(Data under study begins)

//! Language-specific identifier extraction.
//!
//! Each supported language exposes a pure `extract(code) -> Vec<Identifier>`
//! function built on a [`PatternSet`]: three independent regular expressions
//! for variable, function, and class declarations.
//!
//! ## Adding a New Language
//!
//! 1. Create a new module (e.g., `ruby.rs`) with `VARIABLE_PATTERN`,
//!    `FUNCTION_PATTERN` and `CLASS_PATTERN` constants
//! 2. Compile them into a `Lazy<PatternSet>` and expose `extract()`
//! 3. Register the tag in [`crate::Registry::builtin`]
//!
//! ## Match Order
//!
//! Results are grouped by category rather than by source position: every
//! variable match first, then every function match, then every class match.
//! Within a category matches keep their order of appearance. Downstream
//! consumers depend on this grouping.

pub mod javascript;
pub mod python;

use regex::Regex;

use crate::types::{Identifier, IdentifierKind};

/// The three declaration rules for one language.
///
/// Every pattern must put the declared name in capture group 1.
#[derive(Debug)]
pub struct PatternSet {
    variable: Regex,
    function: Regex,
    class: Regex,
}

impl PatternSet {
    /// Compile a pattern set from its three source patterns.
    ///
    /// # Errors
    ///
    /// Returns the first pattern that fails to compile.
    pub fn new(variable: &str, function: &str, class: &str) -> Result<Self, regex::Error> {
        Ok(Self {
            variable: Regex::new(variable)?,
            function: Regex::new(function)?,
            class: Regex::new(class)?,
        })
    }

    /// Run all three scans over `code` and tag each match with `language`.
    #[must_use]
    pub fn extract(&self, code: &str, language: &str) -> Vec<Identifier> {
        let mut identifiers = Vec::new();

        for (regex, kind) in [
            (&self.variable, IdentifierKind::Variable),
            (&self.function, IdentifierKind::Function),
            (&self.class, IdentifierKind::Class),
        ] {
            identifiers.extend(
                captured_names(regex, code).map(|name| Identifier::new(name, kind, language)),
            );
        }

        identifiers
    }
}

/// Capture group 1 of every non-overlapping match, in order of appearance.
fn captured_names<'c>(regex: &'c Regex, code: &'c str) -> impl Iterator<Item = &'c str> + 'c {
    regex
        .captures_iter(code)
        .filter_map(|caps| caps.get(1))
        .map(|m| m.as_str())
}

(Data under study ends)

Return, from the material above, every line with the word "category".

//! Results are grouped by category rather than by source position: every
//! Within a category matches keep their order of appearance. Downstream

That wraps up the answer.